De repente, um golpe seco na canela. Dobrou-se de dor, mas
não emitiu som algum. Fratura exposta. Uma mão gelada agarrou-lhe a nuca e o
atirou para dentro do banheiro com violência. Bateu a cabeça no vaso sanitário,
abrindo uma enorme brecha. Sangue negro escorreu abundantemente. O nariz
quebrou enquanto a poderosa mão em sua nuca insistia em golpear o vaso
sanitário com sua cabeça. Um crac e o joelho da outra perna partiu-se,
inutilizando ambas as pernas. Dentro do banheiro um verdadeiro fog londrino;
fumaça branca e gelada.
A cabeça ensanguentada
foi mergulhada no vaso, a água invadindo-lhe a boca, as narinas estouradas e
enchendo-lhe os pulmões. A sensação de morte que lhe acometeu foi tão completa,
que ele achou que encontraria a paz. Mas, paz não era o seu destino. A mão
puxou seus cabelos, arrancando sua cabeça de dentro do vaso. Ouviu um sussurro
inocente em sua orelha sangrando, que dizia: “Esse é apenas o seu ticket para o
inferno. Vai sofrer por toda a eternidade”...

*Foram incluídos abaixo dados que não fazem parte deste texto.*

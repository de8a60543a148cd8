use crate::domain::types::Horizon;
use crate::error::ControlError;
use chrono::{DateTime, Utc};
use serde::{Deserialize, Serialize};
use std::collections::BTreeMap;

/// A timestamped series of floats.
///
/// The planner consumes series densely aligned to the horizon grid; the
/// real-time limiter treats the same structure as a piecewise-constant
/// profile (most recent value at or before the query instant applies).
#[derive(Debug, Clone, Default, PartialEq, Serialize, Deserialize)]
#[serde(transparent)]
pub struct TimeSeries(pub BTreeMap<DateTime<Utc>, f64>);

impl TimeSeries {
    pub fn new() -> Self {
        Self(BTreeMap::new())
    }

    pub fn from_points(points: impl IntoIterator<Item = (DateTime<Utc>, f64)>) -> Self {
        Self(points.into_iter().collect())
    }

    pub fn insert(&mut self, at: DateTime<Utc>, value: f64) {
        self.0.insert(at, value);
    }

    pub fn len(&self) -> usize {
        self.0.len()
    }

    pub fn is_empty(&self) -> bool {
        self.0.is_empty()
    }

    pub fn iter(&self) -> impl Iterator<Item = (&DateTime<Utc>, &f64)> {
        self.0.iter()
    }

    /// Piecewise-constant lookup: the value of the latest point at or
    /// before `at`, or `None` when the profile does not cover `at` yet.
    pub fn value_at(&self, at: DateTime<Utc>) -> Option<f64> {
        self.0.range(..=at).next_back().map(|(_, v)| *v)
    }

    /// Extract one value per horizon step, requiring an exact point on
    /// every grid timestamp. Forecast providers may return `N + 1` points
    /// (the stop edge included); extra points are ignored.
    pub fn dense(&self, horizon: &Horizon, what: &str) -> Result<Vec<f64>, ControlError> {
        let mut out = Vec::with_capacity(horizon.steps());
        for ts in horizon.timestamps() {
            match self.0.get(&ts) {
                Some(v) => out.push(*v),
                None => {
                    return Err(ControlError::DataUnavailable(format!(
                        "{what} has no value at horizon step {ts}"
                    )))
                }
            }
        }
        Ok(out)
    }

    /// Build a series on the horizon grid from per-step values.
    pub fn on_grid(horizon: &Horizon, values: &[f64]) -> Self {
        Self(horizon.timestamps().zip(values.iter().copied()).collect())
    }
}
//! Solution interpretation and publication.
//!
//! Turns the evaluated series of a planning cycle into the dispatch
//! schedule posted to the Core API and the result rows persisted to the
//! time-series store. Values are rounded to three decimals before
//! leaving the process.

use crate::core_api::CoreApi;
use crate::domain::{DispatchSchedule, TimeSeries};
use crate::error::ControlError;
use crate::planner::solve::PlanOutcome;
use crate::repo::{ResultSeries, ResultsSink};
use tracing::{info, warn};

fn round3(value: f64) -> f64 {
    (value * 1000.0).round() / 1000.0
}

/// Assemble the dispatch schedule from the control series.
pub fn to_schedule(outcome: &PlanOutcome, priority: i64) -> DispatchSchedule {
    let mut schedule = DispatchSchedule::new(priority, outcome.horizon);
    for series in outcome.series.iter().filter(|s| s.is_control) {
        let rounded: Vec<f64> = series.values.iter().map(|v| round3(*v)).collect();
        schedule.add_control(
            &series.entity_id,
            TimeSeries::on_grid(&outcome.horizon, &rounded),
        );
    }
    schedule
}

/// Persist all result series and post the schedule.
///
/// A time-series store failure is logged and tolerated; a failed
/// schedule post fails the cycle (the prior schedule stays in force).
pub async fn publish(
    outcome: &PlanOutcome,
    api: &dyn CoreApi,
    sink: &dyn ResultsSink,
    priority: i64,
) -> Result<DispatchSchedule, ControlError> {
    let rows: Vec<ResultSeries> = outcome
        .series
        .iter()
        .map(|series| ResultSeries {
            entity_id: series.entity_id.clone(),
            kind: series.kind.as_str(),
            field: series.signal.field(),
            points: outcome
                .horizon
                .timestamps()
                .zip(series.values.iter().map(|v| round3(*v)))
                .collect(),
        })
        .collect();
    if let Err(e) = sink.write_series(&rows).await {
        warn!(error = %e, "failed to persist planner result series");
    }

    let schedule = to_schedule(outcome, priority);
    api.post_schedule(priority, &schedule.wire_body()).await?;
    info!(
        schedule_id = %schedule.id,
        priority,
        devices = schedule.controls.len(),
        wall_ms = outcome.wall.as_millis() as u64,
        "dispatch schedule posted"
    );
    Ok(schedule)
}
//! Device model library.
//!
//! Each controllable device class contributes the same four things to a
//! planning cycle: comfort objective terms, operating constraints, a
//! dispatch expression (its instantaneous grid draw in kW) and the result
//! series to extract after the solve. The real-time limiter additionally
//! relies on every device's critical action, which lives on
//! [`crate::domain::Device`].
//!
//! Sub-models are tagged variants behind the [`DeviceModel`] contract; the
//! registry in [`retrieve_models`] instantiates the enabled ones from the
//! Core API inventory.

pub mod electric_storage;
pub mod electric_vehicle;
pub mod space_heating;
pub mod water_heater;

use crate::core_api::CoreApi;
use crate::domain::{Device, DeviceKind, Horizon, ThermalModel};
use crate::error::ControlError;
use good_lp::{Constraint, Expression, ProblemVariables, Variable};
use tracing::info;

/// Which device classes a planning request enables.
#[derive(Debug, Clone, Copy, Default, PartialEq, Eq)]
pub struct EnabledKinds {
    pub space_heating: bool,
    pub electric_storage: bool,
    pub electric_vehicle: bool,
    pub water_heater: bool,
}

impl EnabledKinds {
    pub fn all() -> Self {
        Self {
            space_heating: true,
            electric_storage: true,
            electric_vehicle: true,
            water_heater: true,
        }
    }

    pub fn allows(&self, kind: DeviceKind) -> bool {
        match kind {
            DeviceKind::SpaceHeating => self.space_heating,
            DeviceKind::WaterHeater => self.water_heater,
            DeviceKind::ElectricStorage => self.electric_storage,
            DeviceKind::ElectricVehicleV1g => self.electric_vehicle,
        }
    }
}

/// Physical quantity of a planned result series, named after the TSDB
/// field it is persisted to.
#[derive(Debug, Clone, Copy, PartialEq, Eq)]
pub enum Signal {
    PowerW,
    TemperatureC,
    SetpointC,
    SocWh,
}

impl Signal {
    pub fn field(&self) -> &'static str {
        match self {
            Signal::PowerW => "power_w",
            Signal::TemperatureC => "temperature_c",
            Signal::SetpointC => "setpoint_c",
            Signal::SocWh => "soc_wh",
        }
    }
}

/// A result series to evaluate from the solved problem: one expression
/// per horizon step, already scaled to the signal unit. Control series
/// (`is_control`) become the posted dispatch schedule.
#[derive(Debug)]
pub struct PlannedSeries {
    pub entity_id: String,
    pub kind: DeviceKind,
    pub signal: Signal,
    pub is_control: bool,
    pub steps: Vec<Expression>,
}

/// Charge/discharge pairs whose exclusivity is relaxed in the program;
/// the interpreter zeroes the smaller side if both come back nonzero.
#[derive(Debug)]
pub struct ExclusivityGuard {
    pub entity_id: String,
    pub charge_kw: Vec<Variable>,
    pub discharge_kw: Vec<Variable>,
}

/// Everything one sub-model contributes to the global program.
pub struct Formulation {
    pub comfort: Expression,
    pub constraints: Vec<Constraint>,
    /// Instantaneous grid draw per step in kW, positive for consumption.
    pub dispatch_kw: Vec<Expression>,
    pub series: Vec<PlannedSeries>,
    pub guards: Vec<ExclusivityGuard>,
    /// Whether the formulation introduced binary variables.
    pub has_binaries: bool,
}

pub trait DeviceModel: Send + Sync {
    fn kind(&self) -> DeviceKind;

    fn formulate(
        &self,
        horizon: &Horizon,
        vars: &mut ProblemVariables,
    ) -> Result<Formulation, ControlError>;
}

/// Instantiate sub-models for every enabled device class present in the
/// inventory. Classes that are enabled but have no devices are skipped.
pub async fn retrieve_models(
    api: &dyn CoreApi,
    devices: &[Device],
    horizon: &Horizon,
    enabled: &EnabledKinds,
    thermal: Option<&ThermalModel>,
) -> Result<Vec<Box<dyn DeviceModel>>, ControlError> {
    let mut models: Vec<Box<dyn DeviceModel>> = Vec::new();

    if enabled.electric_storage {
        match electric_storage::ElectricStorageModel::retrieve(api, devices, horizon).await? {
            Some(model) => models.push(Box::new(model)),
            None => info!("no electric storage devices found, skipping sub-model"),
        }
    }
    if enabled.electric_vehicle {
        match electric_vehicle::ElectricVehicleModel::retrieve(api, devices, horizon).await? {
            Some(model) => models.push(Box::new(model)),
            None => info!("no electric vehicle devices found, skipping sub-model"),
        }
    }
    if enabled.water_heater {
        match water_heater::WaterHeaterModel::retrieve(api, devices, horizon).await? {
            Some(model) => models.push(Box::new(model)),
            None => info!("no water heater devices found, skipping sub-model"),
        }
    }
    if enabled.space_heating {
        if let Some(thermal) = thermal {
            match space_heating::SpaceHeatingModel::retrieve(api, devices, horizon, thermal)
                .await?
            {
                Some(model) => models.push(Box::new(model)),
                None => info!("no space heating devices found, skipping sub-model"),
            }
        } else {
            info!("space heating enabled but no thermal model available, skipping sub-model");
        }
    }

    Ok(models)
}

A partir daí mãos potentes o espancaram sem dó, com força
total. Foi impiedosamente moído de pancadas! Seu último suspiro foi um engodo.
Morreu aqui na Terra, mas seu sofrimento mudou de nível. O cheiro de carne
queimada; os urros de dor; o som de sangue se esvaindo e secando imediatamente.
Socos, Murros. Porrada. Dor. Para sempre!
O dia seguinte no shopping foi de horror indescritível.
Mais jornalistas e programas sensacionalistas pressionando a polícia, querendo
saber como uma morte daquelas ocorrera em um shopping sem que ninguém notasse.
Não havia sequer um osso inteiro no corpo do garoto. Parecia uma minhoca
esmagada. Especialistas disseram que foi o maior sofrimento sentido por alguém
em todos os tempos. Moído de pancadas, afogado, inúmeras paradas cardíacas...
Até hoje a Doidinha busca vingança pela morte de Jerimum.
Conta-se que ambos costumam aparecer nos banheiros dos shoppings após a última
sessão de cinema. Aí tudo pode acontecer!
Marcelo
Gomes Melo
Ainda bem que eu, para além de cética já não tenho paciência para ir ao cinema na sessão da meia-noite! rsrsrs...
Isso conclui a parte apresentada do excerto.